|Complicated and Interesting Story, Exceptional Characters, Great Production Values||Odd Ending, Confusion on the main focused character|
Tokyo Majin Gakuen Kenpucho: Tou is one of 2007’s less known titles, thrown into the background amidst the ongoing battle between US localization companies and fansubbers. It really is a pity though, since Tokyo Majin is one of the better anime series that use action as a nice plot device and focus on its superb story. While its not a perfect show, it definitely deserves to be remembered as one of the better action, supernatural shows of the anime industry.
Tokyo Majin has a story that derives its themes from Buddhism, Japanese history and Chinese culture. There’s a lot of talk about Karma, the 10 holy treasures and what not, as well as the holy dragon veins that hold great power, buried in the earth. The plot revolves around a group of high-schoolers, who awaken great powers when the Dragon veins are disrupted by a man seeking to take revenge for a centuries old grudge.
If there’s one thing that Tokyo Majin has, it’s a very complicated and well thought-out story. There’s a lot of complex concepts, and at times, one can even find the plot hard to follow, even if things slowly clear up and piece together. Tokyo Majin is a show that throws you right into the action to start off, and then slowly works its way back towards the background and events that lead up to what is happening. For those who love mysteries and love to see things slowly unravel, Tokyo Majin is a real treat.
One may find the ending a bit lacking, but only because this is season one of two, and there are obviously things left out for the sequel to address. One thing that is required to enjoy Tokyo Majin is patience, as the pacing can slow down to that of a snail’s, before picking up and getting intensely exciting again. The reason for this is that the show focuses a lot of its characters and their development, and there will be instances that may seem slow, but give a lot of depth to the characters. Indeed, it seems that those involved in this adaption of a manga that is actually based on a 1998 Nintendo RPG, cared quite deeply for the source material. This love of the story and the characters is evident in the work put into the series.

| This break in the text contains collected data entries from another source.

//! Worker configuration, loaded once at startup.

use std::path::{Path, PathBuf};
use std::time::Duration;

use serde::{Deserialize, Serialize};
use swkit_common::{Result, RetryConfig, SwKitError};
use url::Url;

/// How query strings take part in cache lookups for assets.
#[derive(Debug, Clone, Copy, PartialEq, Eq, Default, Serialize, Deserialize)]
#[serde(rename_all = "lowercase")]
pub enum QueryMatch {
    /// `/app.js?v=2` matches a stored `/app.js`.
    #[default]
    Ignore,
    /// The query string is part of the key.
    Exact,
}

/// Push notification presentation.
#[derive(Debug, Clone, PartialEq, Eq, Serialize, Deserialize)]
#[serde(default)]
pub struct NotificationConfig {
    /// Notification title.
    pub title: String,
    /// Body used when the push carries no text.
    pub default_body: String,
    /// Icon path.
    pub icon: Option<String>,
    /// Badge path.
    pub badge: Option<String>,
    /// Path focused or opened on notification click.
    pub open_url: String,
}

impl Default for NotificationConfig {
    fn default() -> Self {
        Self {
            title: "Update".to_string(),
            default_body: "New update available".to_string(),
            icon: None,
            badge: None,
            open_url: "/".to_string(),
        }
    }
}

/// Worker configuration.
#[derive(Debug, Clone, PartialEq, Eq, Serialize, Deserialize)]
pub struct WorkerConfig {
    /// Version tag; names the current cache generation.
    pub version: String,

    /// Origin the worker is served from.
    pub origin: Url,

    /// Precache manifest (absolute paths, in order).
    pub precache: Vec<String>,

    /// Offline fallback page path.
    pub offline_page: String,

    /// Query-string handling for asset lookups.
    #[serde(default)]
    pub query_match: QueryMatch,

    /// Upper bound on a single network fetch, in milliseconds.
    #[serde(default)]
    pub fetch_timeout_ms: Option<u64>,

    /// Activate as soon as install settles.
    #[serde(default = "default_true")]
    pub skip_waiting: bool,

    /// Directory for disk-backed cache storage.
    #[serde(default)]
    pub storage_dir: Option<PathBuf>,

    /// Byte budget for all caches.
    #[serde(default)]
    pub quota_bytes: Option<u64>,

    /// Attempts to delete each superseded generation.
    #[serde(default = "default_delete_retries")]
    pub delete_retries: u32,

    /// Push notification presentation.
    #[serde(default)]
    pub notification: NotificationConfig,
}

fn default_true() -> bool {
    true
}

fn default_delete_retries() -> u32 {
    3
}

impl WorkerConfig {
    /// Minimal config: the offline page is the only precached resource.
    pub fn new(version: impl Into<String>, origin: Url, offline_page: impl Into<String>) -> Self {
        let offline_page = offline_page.into();
        Self {
            version: version.into(),
            origin,
            precache: vec![offline_page.clone()],
            offline_page,
            query_match: QueryMatch::default(),
            fetch_timeout_ms: None,
            skip_waiting: true,
            storage_dir: None,
            quota_bytes: None,
            delete_retries: default_delete_retries(),
            notification: NotificationConfig::default(),
        }
    }

    /// Parse and validate a JSON config.
    pub fn from_json(json: &str) -> Result<Self> {
        let config: Self = serde_json::from_str(json)
            .map_err(|e| SwKitError::config_with_source("invalid worker config", e))?;
        config.validate()?;
        Ok(config)
    }

    /// Read, parse and validate a JSON config file.
    pub fn from_file(path: impl AsRef<Path>) -> Result<Self> {
        let path = path.as_ref();
        let json = std::fs::read_to_string(path).map_err(|e| {
            SwKitError::config_with_source(format!("cannot read {}", path.display()), e)
        })?;
        Self::from_json(&json)
    }

    /// Check the invariants the worker relies on.
    pub fn validate(&self) -> Result<()> {
        if self.version.trim().is_empty() {
            return Err(SwKitError::config("version tag must not be empty"));
        }
        if !matches!(self.origin.scheme(), "http" | "https") {
            return Err(SwKitError::config(format!(
                "origin must be http(s): {}",
                self.origin
            )));
        }

        let mut seen = std::collections::HashSet::new();
        for path in &self.precache {
            check_path("precache entry", path)?;
            if !seen.insert(path.as_str()) {
                return Err(SwKitError::config(format!(
                    "duplicate precache entry: {}",
                    path
                )));
            }
        }

        check_path("offline page", &self.offline_page)?;
        if !seen.contains(self.offline_page.as_str()) {
            return Err(SwKitError::config(format!(
                "offline page {} is not in the precache manifest",
                self.offline_page
            )));
        }
        check_path("notification open_url", &self.notification.open_url)?;
        Ok(())
    }

    /// Resolve a path against the origin.
    pub fn resolve(&self, path: &str) -> Result<Url> {
        self.origin
            .join(path)
            .map_err(|e| SwKitError::config_with_source(format!("bad path {}", path), e))
    }

    /// Absolute URLs of the precache manifest, in order.
    pub fn precache_urls(&self) -> Result<Vec<Url>> {
        self.precache.iter().map(|p| self.resolve(p)).collect()
    }

    /// Absolute URL of the offline fallback page.
    pub fn offline_url(&self) -> Result<Url> {
        self.resolve(&self.offline_page)
    }

    pub fn fetch_timeout(&self) -> Option<Duration> {
        self.fetch_timeout_ms.map(Duration::from_millis)
    }

    pub fn delete_retry(&self) -> RetryConfig {
        RetryConfig::attempts(self.delete_retries)
    }
}

fn check_path(what: &str, path: &str) -> Result<()> {
    if path.starts_with('/') && !path.starts_with("//") {
        Ok(())
    } else {
        Err(SwKitError::config(format!(
            "{} must be an absolute path: {}",
            what, path
        )))
    }
}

The characters of this show, in particular, seem really loved. It’s easy to understand that the original concept of this was based on an RPG, as every character in this show is given his or her due time in the spot light. Many of the characters are cliché character types that become something more with the great deal of attention and depth that is put into both their personalities and their back stories. It’s debatable as to who the main character of the show is, but the two main male characters, Hiyuu Tatsuma and Kyouchi Houraijii are amazing and interesting characters.

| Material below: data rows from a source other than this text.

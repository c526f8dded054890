//! Fetch handling against a scripted network: precache, cache-first assets,
//! network-first navigations and placeholder fallbacks.

mod common;

use std::time::Duration;

use common::{config, site, url, Harness, OFFLINE_BODY, VERSION};
use http::{Method, StatusCode};
use swkit_net::{Destination, PassReason, Request};
use swkit_worker::fallback::content_type_for;
use swkit_worker::{
    Bypass, CacheStorage, Dispatched, FetchOutcome, QueryMatch, ResponseSource, WorkerError,
};
use url::Url;

const SHELL: &[&str] = &["/", "/index.html", "/offline.html"];

fn respond(outcome: FetchOutcome) -> Dispatched {
    match outcome {
        FetchOutcome::Respond(dispatched) => dispatched,
        FetchOutcome::Passthrough { request, reason } => {
            panic!("{} passed through: {:?}", request.url, reason)
        }
    }
}

fn bypass(outcome: FetchOutcome) -> Bypass {
    match outcome {
        FetchOutcome::Passthrough { reason, .. } => reason,
        FetchOutcome::Respond(dispatched) => {
            panic!("expected passthrough, got {:?}", dispatched.source)
        }
    }
}

#[tokio::test]
async fn test_precache_failure_does_not_abort_siblings() {
    let fetcher = site();
    fetcher.fail("/missing.json");
    let harness = Harness::new(
        config(&["/", "/index.html", "/missing.json", "/offline.html"]),
        CacheStorage::in_memory(),
        fetcher,
    );

    let report = harness.worker.start().await.unwrap();

    assert_eq!(
        report.precache.cached,
        vec![url("/"), url("/index.html"), url("/offline.html")]
    );
    assert_eq!(report.precache.failed.len(), 1);
    assert_eq!(report.precache.failed[0].url, url("/missing.json"));
    assert!(report.activation.is_some());

    let cached = harness.cached_paths().await;
    assert!(cached.contains(&"/".to_string()));
    assert!(cached.contains(&"/index.html".to_string()));
    assert!(!cached.contains(&"/missing.json".to_string()));
}

#[tokio::test]
async fn test_precache_skips_error_status() {
    let fetcher = site();
    fetcher.route_status("/gone.json", StatusCode::GONE, "application/json", "{}");
    let harness = Harness::new(
        config(&["/", "/gone.json", "/offline.html"]),
        CacheStorage::in_memory(),
        fetcher,
    );

    let report = harness.worker.install().await.unwrap();

    assert!(!report.is_complete());
    assert!(report.failed[0].reason.contains("410"));
    assert_eq!(harness.cached_paths().await, vec!["/", "/offline.html"]);
}

#[tokio::test]
async fn test_cache_hit_makes_no_network_call() {
    let harness = Harness::started(&["/", "/offline.html", "/styles/global.css"]).await;

    let outcome = harness
        .worker
        .fetch(Request::get(url("/styles/global.css?v=3")))
        .await
        .unwrap();
    let dispatched = respond(outcome);

    assert_eq!(dispatched.source, ResponseSource::Cache);
    assert_eq!(&dispatched.response.body[..], b"body { margin: 0 }");
    assert_eq!(dispatched.response.content_type(), Some("text/css"));
    assert_eq!(harness.fetcher.calls(), 0);
}

#[tokio::test]
async fn test_exact_query_match_misses_variants() {
    let mut config = config(&["/", "/offline.html", "/styles/global.css"]);
    config.query_match = QueryMatch::Exact;
    let harness = Harness::new(config, CacheStorage::in_memory(), site());
    harness.worker.start().await.unwrap();
    harness.fetcher.reset_calls();

    let dispatched = respond(
        harness
            .worker
            .fetch(Request::get(url("/styles/global.css?v=3")))
            .await
            .unwrap(),
    );

    assert_eq!(dispatched.source, ResponseSource::Network);
    assert_eq!(harness.fetcher.calls(), 1);
}

#[tokio::test]
async fn test_asset_miss_is_cached_opportunistically() {
    let harness = Harness::started(SHELL).await;

    let first = respond(
        harness
            .worker
            .fetch(Request::get(url("/scripts/app.js")))
            .await
            .unwrap(),
    );
    assert_eq!(first.source, ResponseSource::Network);
    first.cache_write.expect("cacheable response").await.unwrap();
    assert!(harness
        .cached_paths()
        .await
        .contains(&"/scripts/app.js".to_string()));

    let second = respond(
        harness
            .worker
            .fetch(Request::get(url("/scripts/app.js")))
            .await
            .unwrap(),
    );
    assert_eq!(second.source, ResponseSource::Cache);
    assert_eq!(second.response.body, first.response.body);
    assert_eq!(harness.fetcher.calls(), 1);
}

#[tokio::test]
async fn test_error_responses_are_returned_uncached() {
    let harness = Harness::started(SHELL).await;

    let dispatched = respond(
        harness
            .worker
            .fetch(Request::get(url("/specials.json")))
            .await
            .unwrap(),
    );

    assert_eq!(dispatched.source, ResponseSource::Network);
    assert_eq!(dispatched.response.status, StatusCode::NOT_FOUND);
    assert!(dispatched.cache_write.is_none());
    assert!(!harness
        .cached_paths()
        .await
        .contains(&"/specials.json".to_string()));
}

#[tokio::test]
async fn test_offline_asset_gets_category_placeholder() {
    let harness = Harness::started(SHELL).await;
    harness.fetcher.set_offline(true);

    let cases = [
        ("/images/logo.png", Destination::Image),
        ("/fonts/display.woff2", Destination::Font),
        ("/styles/print.css", Destination::Style),
        ("/scripts/map.js", Destination::Script),
    ];
    for (path, destination) in cases {
        let request = Request::get(url(path)).with_destination(destination);
        let dispatched = respond(harness.worker.fetch(request).await.unwrap());

        assert_eq!(dispatched.source, ResponseSource::Fallback, "{}", path);
        assert_eq!(dispatched.response.status, StatusCode::OK);
        assert_eq!(
            dispatched.response.content_type(),
            content_type_for(destination),
            "{}",
            path
        );
    }
}

#[tokio::test]
async fn test_offline_image_placeholder_has_a_body() {
    let harness = Harness::started(SHELL).await;
    harness.fetcher.set_offline(true);

    let request = Request::get(url("/images/hero.png")).with_destination(Destination::Image);
    let dispatched = respond(harness.worker.fetch(request).await.unwrap());

    assert_eq!(dispatched.response.content_type(), Some("image/gif"));
    assert!(!dispatched.response.body.is_empty());
}

#[tokio::test]
async fn test_offline_other_asset_gets_offline_page() {
    let harness = Harness::started(SHELL).await;
    harness.fetcher.set_offline(true);

    let request = Request::get(url("/data/hours.json")).with_destination(Destination::Other);
    let dispatched = respond(harness.worker.fetch(request).await.unwrap());

    assert_eq!(dispatched.source, ResponseSource::OfflinePage);
    assert_eq!(&dispatched.response.body[..], OFFLINE_BODY.as_bytes());
}

#[tokio::test]
async fn test_offline_other_asset_without_offline_page_still_responds() {
    let fetcher = site();
    fetcher.fail("/offline.html");
    let harness = Harness::new(config(SHELL), CacheStorage::in_memory(), fetcher);
    harness.worker.start().await.unwrap();
    harness.fetcher.set_offline(true);

    let request = Request::get(url("/data/hours.json")).with_destination(Destination::Other);
    let dispatched = respond(harness.worker.fetch(request).await.unwrap());

    assert_eq!(dispatched.source, ResponseSource::Fallback);
    assert_eq!(dispatched.response.status, StatusCode::SERVICE_UNAVAILABLE);
}

#[tokio::test]
async fn test_successful_navigation_is_not_cached() {
    let harness = Harness::started(SHELL).await;

    let dispatched = respond(
        harness
            .worker
            .fetch(Request::navigate(url("/menu.html")))
            .await
            .unwrap(),
    );

    assert_eq!(dispatched.source, ResponseSource::Network);
    assert_eq!(&dispatched.response.body[..], b"<h1>Menu</h1>");
    assert!(dispatched.cache_write.is_none());
    assert!(!harness
        .cached_paths()
        .await
        .contains(&"/menu.html".to_string()));
}

#[tokio::test]
async fn test_navigation_prefers_network_over_cache() {
    let harness = Harness::started(SHELL).await;
    harness
        .fetcher
        .route("/index.html", "text/html", "<h1>Dr's Palate, new menu</h1>");

    let dispatched = respond(
        harness
            .worker
            .fetch(Request::navigate(url("/index.html")))
            .await
            .unwrap(),
    );

    assert_eq!(dispatched.source, ResponseSource::Network);
    assert_eq!(
        &dispatched.response.body[..],
        b"<h1>Dr's Palate, new menu</h1>"
    );
    assert_eq!(harness.fetcher.calls(), 1);
}

#[tokio::test]
async fn test_offline_navigation_serves_offline_page_verbatim() {
    let harness = Harness::started(SHELL).await;
    harness.fetcher.set_offline(true);

    let dispatched = respond(
        harness
            .worker
            .fetch(Request::navigate(url("/reservations?party=4")))
            .await
            .unwrap(),
    );

    assert_eq!(dispatched.source, ResponseSource::OfflinePage);
    assert_eq!(&dispatched.response.body[..], OFFLINE_BODY.as_bytes());
    assert_eq!(dispatched.response.content_type(), Some("text/html"));
}

#[tokio::test]
async fn test_offline_navigation_without_offline_page_fails() {
    let fetcher = site();
    fetcher.fail("/offline.html");
    let harness = Harness::new(config(SHELL), CacheStorage::in_memory(), fetcher);
    harness.worker.start().await.unwrap();
    harness.fetcher.set_offline(true);

    let err = harness
        .worker
        .fetch(Request::navigate(url("/menu.html")))
        .await
        .unwrap_err();

    match err {
        WorkerError::OfflinePageMissing(page) => assert_eq!(page, url("/offline.html")),
        other => panic!("unexpected error: {}", other),
    }
}

#[tokio::test]
async fn test_slow_navigation_times_out_to_offline_page() {
    let mut config = config(SHELL);
    config.fetch_timeout_ms = Some(50);
    let harness = Harness::new(config, CacheStorage::in_memory(), site());
    harness.worker.start().await.unwrap();
    harness.fetcher.set_latency(Duration::from_millis(500));

    let dispatched = respond(
        harness
            .worker
            .fetch(Request::navigate(url("/menu.html")))
            .await
            .unwrap(),
    );

    assert_eq!(dispatched.source, ResponseSource::OfflinePage);
}

#[tokio::test]
async fn test_failed_cache_write_does_not_affect_response() {
    let fetcher = site();
    let banner = vec![0xAB; 8 * 1024];
    fetcher.route("/images/banner.png", "image/png", banner.clone());

    let storage = CacheStorage::in_memory().with_quota(2 * 1024);
    let harness = Harness::new(config(SHELL), storage, fetcher);
    harness.worker.start().await.unwrap();

    let dispatched = respond(
        harness
            .worker
            .fetch(Request::get(url("/images/banner.png")))
            .await
            .unwrap(),
    );

    assert_eq!(dispatched.source, ResponseSource::Network);
    assert_eq!(dispatched.response.status, StatusCode::OK);
    assert_eq!(&dispatched.response.body[..], &banner[..]);

    dispatched.cache_write.expect("cacheable response").await.unwrap();
    assert!(!harness
        .cached_paths()
        .await
        .contains(&"/images/banner.png".to_string()));
}

#[tokio::test]
async fn test_filtered_requests_pass_through_untouched() {
    let harness = Harness::started(SHELL).await;

    let cross_origin = Request::get(Url::parse("https://fonts.example.net/inter.woff2").unwrap());
    assert_eq!(
        bypass(harness.worker.fetch(cross_origin).await.unwrap()),
        Bypass::Filtered(PassReason::CrossOrigin)
    );

    let post = Request::get(url("/reservations")).method(Method::POST);
    assert_eq!(
        bypass(harness.worker.fetch(post).await.unwrap()),
        Bypass::Filtered(PassReason::Method)
    );

    let extension =
        Request::get(Url::parse("chrome-extension://abcdef/content.js").unwrap());
    assert_eq!(
        bypass(harness.worker.fetch(extension).await.unwrap()),
        Bypass::Filtered(PassReason::ExtensionScheme)
    );

    assert_eq!(harness.fetcher.calls(), 0);
}

#[tokio::test]
async fn test_fetch_before_activation_passes_through() {
    let mut config = config(SHELL);
    config.skip_waiting = false;
    let harness = Harness::new(config, CacheStorage::in_memory(), site());

    let outcome = harness
        .worker
        .fetch(Request::get(url("/styles/global.css")))
        .await
        .unwrap();
    assert_eq!(bypass(outcome), Bypass::NotControlling);

    harness.worker.start().await.unwrap();
    harness.fetcher.reset_calls();
    let outcome = harness
        .worker
        .fetch(Request::get(url("/styles/global.css")))
        .await
        .unwrap();
    assert_eq!(bypass(outcome), Bypass::NotControlling);
    assert_eq!(harness.fetcher.calls(), 0);
}

#[tokio::test]
async fn test_generation_is_the_version_tag() {
    let harness = Harness::started(SHELL).await;
    assert_eq!(harness.storage.keys().await, vec![VERSION.to_string()]);
}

The dynamic of the goody two shoes and the brash, ruffian violent characters has been something that has been seen quite often in stories, but the chemistry and friendship, along with the different approaches that both characters have, make for one great combination. Add to that, the other characters such as Misato Aoi, or Komaki and Daigo, and the show can practically stand on the interactions and relationships that its characters have.
While the fact that the show never settles on who the main character is, and has a sort of identity crisis gives the show an edge, it also gives it a weakness. At times, it can be beyond frustrating to wonder just who the main focus is, and why at certain times, one of the two main guys is being focused on. It becomes a tough thing to balance, as both characters are such strong entities in the plot, that it’s hard to give one the spot light without sidelining the other. It really depends on viewer if this hurts the experience or not, but this is just one of the show’s polarizing elements.
Another thing that is quite impressive, and rare to see, is the fact that the action is never given the first priority in this show. The action scenes, when present, are amazingly well choreographed and are a joy to watch. The series, however, has its priority on its story and focuses on using the action as a plot device rather than making it the focus. For action nutts, the action may be a bit too little, but there’s definitely something for those who enjoy martial arts, fighting and action, if in small, infrequent doses.
That said, the show has great production in both the audio and visual departments. The anime is well animated, with smooth, consistent animation throughout. The animation may not be breaking into any new territory, but for what it’s worth, it gets the job more than done. The animation can be best be described as flowing water, as it is crystal clear and smooth. The art is also impressive, with some decent amount of gore and some very impressive character designs. Everything has a high school, delinquent-like feel to it, and above all, it feels very Japanese, as it should.
The voice acting is also top notch, as is the OST work. The OP and ED themes in particular are very cool and impressive, good old J-rock works done by ACID. The OST and sound effects throughout the series never disappoint, and again, while it won’t really be remembered by many, it does add great amount of entertainment to a show that would feel empty without the work that was put into its sound.
All in all, Tokyo Majin is one of the better shows to come out that focus on Buddhist themes and have a decent amount of action. There’s a lot of elements in this show that can’t be found anywhere else, and while the show ends on a cliffhanger, a second season is there to fill the void for those who grow accustomed to the amazing characters and the visualization of Tokyo that the series presents. While not perfect, and having some focus and pacing issues, we definitely recommend Tokyo Majin to anyone who likes a cool story, and give it a grade of B+.